§ **WHAT NEEDS TO BE DONE**: What do the entries below say? Restate them word for word.

|---|

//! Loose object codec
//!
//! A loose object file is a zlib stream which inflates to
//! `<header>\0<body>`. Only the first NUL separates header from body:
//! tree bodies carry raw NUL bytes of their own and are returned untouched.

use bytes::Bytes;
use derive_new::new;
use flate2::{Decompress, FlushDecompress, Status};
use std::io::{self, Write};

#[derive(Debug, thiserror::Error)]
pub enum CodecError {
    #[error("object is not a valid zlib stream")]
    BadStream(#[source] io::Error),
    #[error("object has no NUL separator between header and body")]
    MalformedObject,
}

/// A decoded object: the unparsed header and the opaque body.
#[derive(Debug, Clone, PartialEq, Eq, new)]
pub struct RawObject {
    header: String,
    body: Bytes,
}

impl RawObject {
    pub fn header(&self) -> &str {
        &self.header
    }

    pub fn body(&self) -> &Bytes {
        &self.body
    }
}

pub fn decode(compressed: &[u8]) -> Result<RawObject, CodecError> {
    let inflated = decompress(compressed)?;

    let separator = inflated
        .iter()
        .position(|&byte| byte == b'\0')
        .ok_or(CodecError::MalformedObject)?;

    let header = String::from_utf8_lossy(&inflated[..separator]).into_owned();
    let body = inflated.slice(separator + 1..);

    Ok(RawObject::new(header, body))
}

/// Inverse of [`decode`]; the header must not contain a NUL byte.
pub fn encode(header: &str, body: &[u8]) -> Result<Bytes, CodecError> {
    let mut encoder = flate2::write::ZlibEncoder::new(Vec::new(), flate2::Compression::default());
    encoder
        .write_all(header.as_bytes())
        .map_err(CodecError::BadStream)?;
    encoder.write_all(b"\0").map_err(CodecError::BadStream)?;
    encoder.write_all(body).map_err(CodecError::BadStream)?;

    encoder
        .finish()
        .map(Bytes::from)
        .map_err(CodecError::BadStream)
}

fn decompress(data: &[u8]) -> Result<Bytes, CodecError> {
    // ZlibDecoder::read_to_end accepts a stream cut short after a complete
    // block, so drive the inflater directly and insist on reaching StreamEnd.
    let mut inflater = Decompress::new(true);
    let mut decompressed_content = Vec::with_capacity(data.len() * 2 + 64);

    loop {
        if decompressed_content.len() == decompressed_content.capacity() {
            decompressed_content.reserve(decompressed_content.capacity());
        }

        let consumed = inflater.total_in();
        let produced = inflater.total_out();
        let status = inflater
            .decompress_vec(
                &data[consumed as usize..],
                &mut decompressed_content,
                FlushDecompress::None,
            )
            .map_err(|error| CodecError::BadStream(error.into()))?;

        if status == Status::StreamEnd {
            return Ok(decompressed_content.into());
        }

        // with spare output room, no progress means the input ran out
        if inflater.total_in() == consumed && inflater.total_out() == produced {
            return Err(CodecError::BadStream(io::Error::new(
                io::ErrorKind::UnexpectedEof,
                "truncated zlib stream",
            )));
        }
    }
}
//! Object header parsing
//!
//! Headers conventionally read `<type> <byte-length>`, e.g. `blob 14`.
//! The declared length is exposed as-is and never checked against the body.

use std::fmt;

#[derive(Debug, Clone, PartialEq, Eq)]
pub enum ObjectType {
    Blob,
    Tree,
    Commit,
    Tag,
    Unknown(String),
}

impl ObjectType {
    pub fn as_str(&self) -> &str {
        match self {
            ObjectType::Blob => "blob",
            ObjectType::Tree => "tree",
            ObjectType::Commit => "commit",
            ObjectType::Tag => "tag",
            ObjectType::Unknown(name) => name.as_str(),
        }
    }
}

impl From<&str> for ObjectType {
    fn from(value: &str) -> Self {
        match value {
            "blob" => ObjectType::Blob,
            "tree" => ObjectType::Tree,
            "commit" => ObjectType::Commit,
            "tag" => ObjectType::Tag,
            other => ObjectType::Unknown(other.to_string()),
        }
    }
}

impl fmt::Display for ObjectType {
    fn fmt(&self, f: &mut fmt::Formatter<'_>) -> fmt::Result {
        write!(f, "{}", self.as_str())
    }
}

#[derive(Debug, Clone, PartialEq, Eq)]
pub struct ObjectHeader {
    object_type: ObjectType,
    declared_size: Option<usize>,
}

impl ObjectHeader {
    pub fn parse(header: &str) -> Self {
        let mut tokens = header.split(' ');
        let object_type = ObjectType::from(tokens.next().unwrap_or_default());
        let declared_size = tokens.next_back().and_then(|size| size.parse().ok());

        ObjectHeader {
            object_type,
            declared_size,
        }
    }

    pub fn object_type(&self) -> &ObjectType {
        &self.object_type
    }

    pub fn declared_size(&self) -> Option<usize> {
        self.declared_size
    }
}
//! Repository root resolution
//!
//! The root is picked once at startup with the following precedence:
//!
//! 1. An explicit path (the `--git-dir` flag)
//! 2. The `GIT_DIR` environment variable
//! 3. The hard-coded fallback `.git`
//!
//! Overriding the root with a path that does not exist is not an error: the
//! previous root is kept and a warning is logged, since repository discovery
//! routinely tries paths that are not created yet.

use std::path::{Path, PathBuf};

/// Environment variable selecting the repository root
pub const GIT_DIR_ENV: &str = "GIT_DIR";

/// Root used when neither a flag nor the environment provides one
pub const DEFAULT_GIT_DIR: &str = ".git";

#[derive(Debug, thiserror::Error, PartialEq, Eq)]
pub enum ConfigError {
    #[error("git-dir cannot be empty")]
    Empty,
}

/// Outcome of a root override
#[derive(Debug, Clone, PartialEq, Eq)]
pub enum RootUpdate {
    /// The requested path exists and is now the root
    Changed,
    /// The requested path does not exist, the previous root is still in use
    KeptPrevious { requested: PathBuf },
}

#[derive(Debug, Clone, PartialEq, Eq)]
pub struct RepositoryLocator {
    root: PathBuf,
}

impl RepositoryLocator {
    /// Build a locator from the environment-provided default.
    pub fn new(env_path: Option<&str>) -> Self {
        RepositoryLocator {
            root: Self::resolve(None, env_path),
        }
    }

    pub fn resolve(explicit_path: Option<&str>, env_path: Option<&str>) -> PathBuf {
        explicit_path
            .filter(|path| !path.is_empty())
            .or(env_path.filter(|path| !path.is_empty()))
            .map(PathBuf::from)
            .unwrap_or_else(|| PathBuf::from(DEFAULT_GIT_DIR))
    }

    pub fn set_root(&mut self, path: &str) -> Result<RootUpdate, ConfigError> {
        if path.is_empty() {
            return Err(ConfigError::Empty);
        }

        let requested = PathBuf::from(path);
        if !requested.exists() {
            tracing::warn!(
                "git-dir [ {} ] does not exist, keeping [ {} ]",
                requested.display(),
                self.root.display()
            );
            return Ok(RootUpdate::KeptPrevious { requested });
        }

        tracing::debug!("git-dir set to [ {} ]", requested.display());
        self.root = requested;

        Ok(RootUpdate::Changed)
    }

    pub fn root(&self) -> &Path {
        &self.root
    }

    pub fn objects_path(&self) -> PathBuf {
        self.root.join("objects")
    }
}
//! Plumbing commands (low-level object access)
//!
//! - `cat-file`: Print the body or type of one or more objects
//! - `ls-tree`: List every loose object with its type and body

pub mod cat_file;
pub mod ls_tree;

|---|

§ **PROBLEM SOLUTION**:
//! Loose object codec
//!
//! A loose object file is a zlib stream which inflates to
//! `<header>\0<body>`. Only the first NUL separates header from body:
//! tree bodies carry raw NUL bytes of their own and are returned untouched.

use bytes::Bytes;
use derive_new::new;
use flate2::{Decompress, FlushDecompress, Status};
use std::io::{self, Write};

#[derive(Debug, thiserror::Error)]
pub enum CodecError {
    #[error("object is not a valid zlib stream")]
    BadStream(#[source] io::Error),
    #[error("object has no NUL separator between header and body")]
    MalformedObject,
}

/// A decoded object: the unparsed header and the opaque body.
#[derive(Debug, Clone, PartialEq, Eq, new)]
pub struct RawObject {
    header: String,
    body: Bytes,
}

impl RawObject {
    pub fn header(&self) -> &str {
        &self.header
    }

    pub fn body(&self) -> &Bytes {
        &self.body
    }
}

pub fn decode(compressed: &[u8]) -> Result<RawObject, CodecError> {
    let inflated = decompress(compressed)?;

    let separator = inflated
        .iter()
        .position(|&byte| byte == b'\0')
        .ok_or(CodecError::MalformedObject)?;

    let header = String::from_utf8_lossy(&inflated[..separator]).into_owned();
    let body = inflated.slice(separator + 1..);

    Ok(RawObject::new(header, body))
}

/// Inverse of [`decode`]; the header must not contain a NUL byte.
pub fn encode(header: &str, body: &[u8]) -> Result<Bytes, CodecError> {
    let mut encoder = flate2::write::ZlibEncoder::new(Vec::new(), flate2::Compression::default());
    encoder
        .write_all(header.as_bytes())
        .map_err(CodecError::BadStream)?;
    encoder.write_all(b"\0").map_err(CodecError::BadStream)?;
    encoder.write_all(body).map_err(CodecError::BadStream)?;

    encoder
        .finish()
        .map(Bytes::from)
        .map_err(CodecError::BadStream)
}

fn decompress(data: &[u8]) -> Result<Bytes, CodecError> {
    // ZlibDecoder::read_to_end accepts a stream cut short after a complete
    // block, so drive the inflater directly and insist on reaching StreamEnd.
    let mut inflater = Decompress::new(true);
    let mut decompressed_content = Vec::with_capacity(data.len() * 2 + 64);

    loop {
        if decompressed_content.len() == decompressed_content.capacity() {
            decompressed_content.reserve(decompressed_content.capacity());
        }

        let consumed = inflater.total_in();
        let produced = inflater.total_out();
        let status = inflater
            .decompress_vec(
                &data[consumed as usize..],
                &mut decompressed_content,
                FlushDecompress::None,
            )
            .map_err(|error| CodecError::BadStream(error.into()))?;

        if status == Status::StreamEnd {
            return Ok(decompressed_content.into());
        }

        // with spare output room, no progress means the input ran out
        if inflater.total_in() == consumed && inflater.total_out() == produced {
            return Err(CodecError::BadStream(io::Error::new(
                io::ErrorKind::UnexpectedEof,
                "truncated zlib stream",
            )));
        }
    }
}
//! Object header parsing
//!
//! Headers conventionally read `<type> <byte-length>`, e.g. `blob 14`.
//! The declared length is exposed as-is and never checked against the body.

use std::fmt;

#[derive(Debug, Clone, PartialEq, Eq)]
pub enum ObjectType {
    Blob,
    Tree,
    Commit,
    Tag,
    Unknown(String),
}

impl ObjectType {
    pub fn as_str(&self) -> &str {
        match self {
            ObjectType::Blob => "blob",
            ObjectType::Tree => "tree",
            ObjectType::Commit => "commit",
            ObjectType::Tag => "tag",
            ObjectType::Unknown(name) => name.as_str(),
        }
    }
}

impl From<&str> for ObjectType {
    fn from(value: &str) -> Self {
        match value {
            "blob" => ObjectType::Blob,
            "tree" => ObjectType::Tree,
            "commit" => ObjectType::Commit,
            "tag" => ObjectType::Tag,
            other => ObjectType::Unknown(other.to_string()),
        }
    }
}

impl fmt::Display for ObjectType {
    fn fmt(&self, f: &mut fmt::Formatter<'_>) -> fmt::Result {
        write!(f, "{}", self.as_str())
    }
}

#[derive(Debug, Clone, PartialEq, Eq)]
pub struct ObjectHeader {
    object_type: ObjectType,
    declared_size: Option<usize>,
}

impl ObjectHeader {
    pub fn parse(header: &str) -> Self {
        let mut tokens = header.split(' ');
        let object_type = ObjectType::from(tokens.next().unwrap_or_default());
        let declared_size = tokens.next_back().and_then(|size| size.parse().ok());

        ObjectHeader {
            object_type,
            declared_size,
        }
    }

    pub fn object_type(&self) -> &ObjectType {
        &self.object_type
    }

    pub fn declared_size(&self) -> Option<usize> {
        self.declared_size
    }
}
//! Repository root resolution
//!
//! The root is picked once at startup with the following precedence:
//!
//! 1. An explicit path (the `--git-dir` flag)
//! 2. The `GIT_DIR` environment variable
//! 3. The hard-coded fallback `.git`
//!
//! Overriding the root with a path that does not exist is not an error: the
//! previous root is kept and a warning is logged, since repository discovery
//! routinely tries paths that are not created yet.

use std::path::{Path, PathBuf};

/// Environment variable selecting the repository root
pub const GIT_DIR_ENV: &str = "GIT_DIR";

/// Root used when neither a flag nor the environment provides one
pub const DEFAULT_GIT_DIR: &str = ".git";

#[derive(Debug, thiserror::Error, PartialEq, Eq)]
pub enum ConfigError {
    #[error("git-dir cannot be empty")]
    Empty,
}

/// Outcome of a root override
#[derive(Debug, Clone, PartialEq, Eq)]
pub enum RootUpdate {
    /// The requested path exists and is now the root
    Changed,
    /// The requested path does not exist, the previous root is still in use
    KeptPrevious { requested: PathBuf },
}

#[derive(Debug, Clone, PartialEq, Eq)]
pub struct RepositoryLocator {
    root: PathBuf,
}

impl RepositoryLocator {
    /// Build a locator from the environment-provided default.
    pub fn new(env_path: Option<&str>) -> Self {
        RepositoryLocator {
            root: Self::resolve(None, env_path),
        }
    }

    pub fn resolve(explicit_path: Option<&str>, env_path: Option<&str>) -> PathBuf {
        explicit_path
            .filter(|path| !path.is_empty())
            .or(env_path.filter(|path| !path.is_empty()))
            .map(PathBuf::from)
            .unwrap_or_else(|| PathBuf::from(DEFAULT_GIT_DIR))
    }

    pub fn set_root(&mut self, path: &str) -> Result<RootUpdate, ConfigError> {
        if path.is_empty() {
            return Err(ConfigError::Empty);
        }

        let requested = PathBuf::from(path);
        if !requested.exists() {
            tracing::warn!(
                "git-dir [ {} ] does not exist, keeping [ {} ]",
                requested.display(),
                self.root.display()
            );
            return Ok(RootUpdate::KeptPrevious { requested });
        }

        tracing::debug!("git-dir set to [ {} ]", requested.display());
        self.root = requested;

        Ok(RootUpdate::Changed)
    }

    pub fn root(&self) -> &Path {
        &self.root
    }

    pub fn objects_path(&self) -> PathBuf {
        self.root.join("objects")
    }
}
//! Plumbing commands (low-level object access)
//!
//! - `cat-file`: Print the body or type of one or more objects
//! - `ls-tree`: List every loose object with its type and body

pub mod cat_file;
pub mod ls_tree;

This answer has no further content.